Monitoring of the evolution of a type of antibody in an HIV infected individual has provided new insights to enable vaccinations strategies that mimic it.
The kind of antibody studied is called a broadly cross-reactive neutralizing antibody, and details of its generation could provide a blueprint for effective vaccination, the study's researchers said.
AdvertisementThe study was spearheaded by Duke University and included analysis from Los Alamos National Laboratory.
In a recently published paper, the team reported on the isolation, evolution and structure of a broadly neutralizing antibody from an African donor followed from the time of infection.
The observations trace the co-evolution of the virus and antibodies, ultimately leading to the development of a strain of the potent antibodies in this subject, and they could provide insights into strategies to elicit similar antibodies by vaccination.
Patients early in HIV-1 infection have primarily a single "founder" form of the virus that has been strong enough to infect the patient, even though the population in the originating patient is usually far more diverse and contains a wide variety of HIV mutations.

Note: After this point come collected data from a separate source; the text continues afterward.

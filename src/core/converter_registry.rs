//! Per-type converter registry with priority-based replacement.

use super::priority::priority_of;
use crate::converter::{DynConverter, TargetType};
use crate::error::{ConfigError, Result};
use std::collections::HashMap;
use std::sync::Arc;

#[derive(Clone)]
struct ConverterWithPriority {
    converter: Arc<dyn DynConverter>,
    priority: i32,
}

/// Holds at most one converter per target type.
///
/// A newcomer replaces the incumbent only when its priority is strictly greater, so
/// among equal priorities the first registered converter stays.
#[derive(Clone, Default)]
pub(crate) struct ConverterRegistry {
    converters: HashMap<TargetType, ConverterWithPriority>,
}

impl ConverterRegistry {
    pub(crate) fn new() -> Self {
        Self::default()
    }

    /// Register `converter` for `target` with an explicit priority.
    ///
    /// Returns whether the converter was installed.
    pub(crate) fn register(
        &mut self,
        target: TargetType,
        priority: i32,
        converter: Arc<dyn DynConverter>,
    ) -> bool {
        if let Some(incumbent) = self.converters.get(&target) {
            if priority <= incumbent.priority {
                tracing::debug!(
                    target_type = %target,
                    converter = %converter.name(),
                    priority,
                    incumbent = %incumbent.converter.name(),
                    incumbent_priority = incumbent.priority,
                    "keeping incumbent converter"
                );
                return false;
            }
            tracing::debug!(
                target_type = %target,
                converter = %converter.name(),
                priority,
                replaced = %incumbent.converter.name(),
                "replacing converter"
            );
        }

        self.converters.insert(
            target,
            ConverterWithPriority {
                converter,
                priority,
            },
        );
        true
    }

    /// Register converters whose target type and priority are read from the converters.
    ///
    /// Every target type is resolved before anything is registered, so a failure leaves
    /// the registry untouched.
    pub(crate) fn register_inferred<I>(&mut self, converters: I) -> Result<()>
    where
        I: IntoIterator<Item = Arc<dyn DynConverter>>,
    {
        let resolved = converters
            .into_iter()
            .map(|converter| Ok((resolve_target_type(converter.as_ref())?, converter)))
            .collect::<Result<Vec<_>>>()?;

        for (target, converter) in resolved {
            let priority = priority_of(converter.as_ref());
            self.register(target, priority, converter);
        }
        Ok(())
    }

    pub(crate) fn len(&self) -> usize {
        self.converters.len()
    }

    /// Drop the priorities, keeping one converter per type.
    pub(crate) fn finish(&self) -> HashMap<TargetType, Arc<dyn DynConverter>> {
        self.converters
            .iter()
            .map(|(target, entry)| (*target, Arc::clone(&entry.converter)))
            .collect()
    }
}

/// Find the target type a converter declares, walking up the converters it extends.
///
/// # Errors
///
/// - [`ConfigError::MalformedConverterType`] if a declaration has other than one type argument
/// - [`ConfigError::UnresolvedConverterType`] if no level declares the capability
pub(crate) fn resolve_target_type(converter: &dyn DynConverter) -> Result<TargetType> {
    find_declared_type(converter)?.ok_or_else(|| ConfigError::UnresolvedConverterType {
        converter: converter.name(),
    })
}

fn find_declared_type(converter: &dyn DynConverter) -> Result<Option<TargetType>> {
    if let Some(arguments) = converter.declared_type_arguments() {
        return match arguments.as_slice() {
            [target] => Ok(Some(*target)),
            _ => Err(ConfigError::MalformedConverterType {
                converter: converter.name(),
                arguments: arguments.len(),
            }),
        };
    }

    match converter.parent() {
        Some(parent) => find_declared_type(parent),
        None => Ok(None),
    }
}

#[cfg(test)]
mod tests {
    use super::*;
    use crate::converter::{AnyValue, DerivedConverter, FromStrConverter, RawConverter, TypedConverter};

    fn int_converter(name: &str) -> Arc<dyn DynConverter> {
        Arc::new(TypedConverter::new(FromStrConverter::<i32>::new()).named(name))
    }

    fn int_converter_with_priority(name: &str, priority: i32) -> Arc<dyn DynConverter> {
        Arc::new(
            TypedConverter::new(FromStrConverter::<i32>::new())
                .named(name)
                .with_priority(priority),
        )
    }

    fn untyped(name: &str) -> RawConverter {
        RawConverter::new(name, |v| Ok(Box::new(v.to_string()) as AnyValue))
    }

    fn registered_name(registry: &ConverterRegistry) -> String {
        registry.finish()[&TargetType::of::<i32>()].name()
    }

    #[test]
    fn test_higher_priority_replaces() {
        let mut registry = ConverterRegistry::new();
        assert!(registry.register(TargetType::of::<i32>(), 100, int_converter("low")));
        assert!(registry.register(TargetType::of::<i32>(), 101, int_converter("high")));
        assert_eq!(registered_name(&registry), "high");
    }

    #[test]
    fn test_lower_priority_rejected() {
        let mut registry = ConverterRegistry::new();
        registry.register(TargetType::of::<i32>(), 200, int_converter("high"));
        assert!(!registry.register(TargetType::of::<i32>(), 100, int_converter("low")));
        assert_eq!(registered_name(&registry), "high");
    }

    #[test]
    fn test_equal_priority_keeps_first() {
        let mut registry = ConverterRegistry::new();
        registry.register(TargetType::of::<i32>(), 100, int_converter("first"));
        assert!(!registry.register(TargetType::of::<i32>(), 100, int_converter("second")));
        assert_eq!(registered_name(&registry), "first");
    }

    #[test]
    fn test_one_entry_per_type() {
        let mut registry = ConverterRegistry::new();
        registry.register(TargetType::of::<i32>(), 100, int_converter("a"));
        registry.register(TargetType::of::<i32>(), 300, int_converter("b"));
        registry.register(
            TargetType::of::<u64>(),
            100,
            Arc::new(TypedConverter::new(FromStrConverter::<u64>::new())),
        );
        assert_eq!(registry.len(), 2);
        assert_eq!(registry.finish().len(), 2);
    }

    #[test]
    fn test_inferred_priority_wins_in_either_order() {
        let mut forward = ConverterRegistry::new();
        forward
            .register_inferred([int_converter_with_priority("marked", 200), int_converter("plain")])
            .unwrap();
        assert_eq!(registered_name(&forward), "marked");

        let mut backward = ConverterRegistry::new();
        backward
            .register_inferred([int_converter("plain"), int_converter_with_priority("marked", 200)])
            .unwrap();
        assert_eq!(registered_name(&backward), "marked");
    }

    #[test]
    fn test_resolve_through_parent_chain() {
        let base: Arc<dyn DynConverter> = int_converter("base");
        let middle: Arc<dyn DynConverter> = Arc::new(DerivedConverter::new("middle", base));
        let leaf = DerivedConverter::new("leaf", middle);

        assert_eq!(resolve_target_type(&leaf).unwrap(), TargetType::of::<i32>());
    }

    #[test]
    fn test_unresolved_type() {
        let err = resolve_target_type(&untyped("raw")).unwrap_err();
        assert!(matches!(err, ConfigError::UnresolvedConverterType { converter } if converter == "raw"));
    }

    #[test]
    fn test_unresolved_through_parent() {
        let leaf = DerivedConverter::new("leaf", Arc::new(untyped("root")));
        let err = resolve_target_type(&leaf).unwrap_err();
        assert!(matches!(err, ConfigError::UnresolvedConverterType { converter } if converter == "leaf"));
    }

    #[test]
    fn test_malformed_declarations() {
        let none = untyped("none").declaring(vec![]);
        assert!(matches!(
            resolve_target_type(&none),
            Err(ConfigError::MalformedConverterType { arguments: 0, .. })
        ));

        let two = untyped("two").declaring(vec![TargetType::of::<i32>(), TargetType::of::<u8>()]);
        assert!(matches!(
            resolve_target_type(&two),
            Err(ConfigError::MalformedConverterType { arguments: 2, .. })
        ));
    }

    #[test]
    fn test_failed_inference_registers_nothing() {
        let mut registry = ConverterRegistry::new();
        let result = registry.register_inferred([int_converter("ok"), Arc::new(untyped("bad")) as Arc<dyn DynConverter>]);
        assert!(result.is_err());
        assert_eq!(registry.len(), 0);
    }
}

Once the founder virus is involved in the new patient's system, the surrounding environment stimulates the HIV to mutate and form a unique, tailored population of virus that is specific to the individual.

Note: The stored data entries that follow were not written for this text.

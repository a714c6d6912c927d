//! Runtime type tokens for converter targets.

use std::any::TypeId;
use std::fmt;
use std::hash::{Hash, Hasher};

/// Identifies the type a converter produces.
///
/// Two tokens are equal when they describe the same Rust type; the name is only
/// carried for diagnostics.
#[derive(Clone, Copy)]
pub struct TargetType {
    id: TypeId,
    name: &'static str,
}

impl TargetType {
    /// Token for `T`.
    pub fn of<T: 'static>() -> Self {
        Self {
            id: TypeId::of::<T>(),
            name: std::any::type_name::<T>(),
        }
    }

    /// The `TypeId` of the target type.
    pub fn id(&self) -> TypeId {
        self.id
    }

    /// The type name of the target type.
    pub fn name(&self) -> &'static str {
        self.name
    }

    /// Whether this token describes `T`.
    pub fn is<T: 'static>(&self) -> bool {
        self.id == TypeId::of::<T>()
    }
}

impl PartialEq for TargetType {
    fn eq(&self, other: &Self) -> bool {
        self.id == other.id
    }
}

impl Eq for TargetType {}

impl Hash for TargetType {
    fn hash<H: Hasher>(&self, state: &mut H) {
        self.id.hash(state);
    }
}

impl fmt::Debug for TargetType {
    fn fmt(&self, f: &mut fmt::Formatter<'_>) -> fmt::Result {
        write!(f, "TargetType({})", self.name)
    }
}

impl fmt::Display for TargetType {
    fn fmt(&self, f: &mut fmt::Formatter<'_>) -> fmt::Result {
        f.write_str(self.name)
    }
}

The team, including Bette Korber, Peter Hraber, and S. Gnanakaran, of Los Alamos National Laboratory, led by Barton Haynes of Duke University School of Medicine in Durham, North Carolina, with colleagues at Boston University, the National Institutes of Health, and other institutions as part of a large collaboration, showed that broadly neutralizing antibodies developed only after the population of viruses in the individual had matured and become more diverse.
"Our hope is that a vaccine based on the series of HIV variants that evolved within this subject, that were together capable of stimulating this potent broad antibody response in his natural infection, may enable triggering similar protective antibody responses in vaccines," said Bette Korber, leader of the Los Alamos team.
The research has been published online in Nature this week.